With the input sentence (1), the translation (3) can be provided by matching and adapting from (2a, b).

One of the main advantages of this method is that, we can improve the quality of translation easily by widen the amount example set. The more items add, the better we have. It’s useful to apply for a specific field because the limit of form of the sentence included in these fields. For example, we use it to translate manuals of product, or weather forecast, or medical diagnosis.
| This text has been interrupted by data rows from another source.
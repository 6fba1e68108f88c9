//! Upstream forwarding and failure classification
//!
//! The forwarder relays the request verbatim (method, query, headers minus
//! `Host`, body) and returns whatever the upstream answered; any status is
//! a valid outcome. Network-class failures (connect, timeout, protocol) are
//! classified separately so the dispatcher can fail over to the mock
//! generator instead of surfacing an error.

use axum::body::Bytes;
use axum::http::{HeaderMap, Method};
use std::time::Instant;
use tracing::warn;

pub(crate) use reqwest::Error as UpstreamError;

/// A completed upstream exchange.
#[derive(Debug)]
pub struct UpstreamResponse {
    /// Upstream status code (any value; non-2xx is not an error).
    pub status: u16,
    /// Upstream response headers.
    pub headers: HeaderMap,
    /// Upstream response body.
    pub body: Bytes,
    /// Wall-clock latency of the exchange in milliseconds.
    pub latency_ms: f64,
}

/// What happened when the upstream was called.
#[derive(Debug)]
pub enum UpstreamOutcome {
    /// A response came back (any status).
    Completed(UpstreamResponse),
    /// Connect failure, timeout, or protocol error, recoverable via mock
    /// failover.
    NetworkFailure {
        /// The classified error.
        error: UpstreamError,
        /// Time spent before the failure.
        latency_ms: f64,
    },
}

/// Forward a request to `{target}{path_and_query}`.
///
/// Returns `Err` only for unclassified failures (surfaced to the client as
/// 502); network-class failures come back as
/// [`UpstreamOutcome::NetworkFailure`].
pub async fn forward(
    client: &reqwest::Client,
    target: &str,
    path_and_query: &str,
    method: &Method,
    headers: &HeaderMap,
    body: Bytes,
) -> Result<UpstreamOutcome, UpstreamError> {
    let url = format!("{target}{path_and_query}");

    let mut outbound = headers.clone();
    outbound.remove(axum::http::header::HOST);

    let started = Instant::now();
    let result = client
        .request(method.clone(), &url)
        .headers(outbound)
        .body(body)
        .send()
        .await;

    let response = match result {
        Ok(response) => response,
        Err(error) => {
            let latency_ms = elapsed_ms(started);
            if is_network_class(&error) {
                warn!(%url, error = %error, "upstream unreachable, failing over to mock");
                return Ok(UpstreamOutcome::NetworkFailure { error, latency_ms });
            }
            return Err(error);
        }
    };

    let status = response.status().as_u16();
    let headers = filter_response_headers(response.headers());
    let body = match response.bytes().await {
        Ok(bytes) => bytes,
        Err(error) => {
            // The stream died mid-body; same recovery path as a connect
            // failure
            let latency_ms = elapsed_ms(started);
            warn!(%url, error = %error, "upstream body read failed, failing over to mock");
            return Ok(UpstreamOutcome::NetworkFailure { error, latency_ms });
        }
    };

    Ok(UpstreamOutcome::Completed(UpstreamResponse {
        status,
        headers,
        body,
        latency_ms: elapsed_ms(started),
    }))
}

/// Connect failures, timeouts, and wire-protocol errors are recovered via
/// failover; builder and redirect-policy errors are not.
fn is_network_class(error: &UpstreamError) -> bool {
    !(error.is_builder() || error.is_redirect())
}

/// Hop-by-hop headers do not survive the relay; axum recomputes the
/// content length for the body we return.
fn filter_response_headers(headers: &HeaderMap) -> HeaderMap {
    let mut filtered = headers.clone();
    filtered.remove(axum::http::header::TRANSFER_ENCODING);
    filtered.remove(axum::http::header::CONNECTION);
    filtered.remove(axum::http::header::CONTENT_LENGTH);
    filtered
}

fn elapsed_ms(started: Instant) -> f64 {
    started.elapsed().as_secs_f64() * 1000.0
}

#[cfg(test)]
mod tests {
    use super::*;
    use std::time::Duration;

    fn client() -> reqwest::Client {
        reqwest::Client::builder()
            .timeout(Duration::from_secs(2))
            .build()
            .expect("client")
    }

    #[tokio::test]
    async fn connection_refused_classifies_as_network_failure() {
        // Nothing listens on this port
        let outcome = forward(
            &client(),
            "http://127.0.0.1:9",
            "/anything",
            &Method::GET,
            &HeaderMap::new(),
            Bytes::new(),
        )
        .await
        .expect("classified, not surfaced");

        match outcome {
            UpstreamOutcome::NetworkFailure { error, .. } => {
                assert!(error.is_connect() || error.is_timeout());
            }
            UpstreamOutcome::Completed(_) => panic!("expected a network failure"),
        }
    }

    #[test]
    fn hop_by_hop_headers_do_not_survive_the_relay() {
        let mut headers = HeaderMap::new();
        headers.insert(
            axum::http::header::TRANSFER_ENCODING,
            "chunked".parse().expect("value"),
        );
        headers.insert(axum::http::header::CONTENT_LENGTH, "42".parse().expect("value"));
        headers.insert(
            axum::http::header::CONTENT_TYPE,
            "application/json".parse().expect("value"),
        );

        let filtered = filter_response_headers(&headers);
        assert!(filtered.get(axum::http::header::TRANSFER_ENCODING).is_none());
        assert!(filtered.get(axum::http::header::CONTENT_LENGTH).is_none());
        assert!(filtered.get(axum::http::header::CONTENT_TYPE).is_some());
    }
}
The difficulty to apply EBMT in Vietnam is that, there’s no word-net in Vietnamese, so we promote some new solutions to this problem.

We build a system with 3 steps:

- Form the set of example sentences, the result is the set of graphs.

- Carry out the most popular example sentence to the input sentence. From an input sentence, using “edit distance” measuring, the system will find sentences which is the most similar to it. Edit-distance is used for fast approximate between sentences, the smaller distance, the greater similarity between sentences.

- Adjust the gap between the example and the input.

2.  Data resource:

We use 3 resources of data. That is:

-  Bilingual corpus: this is the set of example sentences. This set includes pairs of sentences. Each sentence is performed as a word sequence. Spreading the size of the set will improve the quality of translation.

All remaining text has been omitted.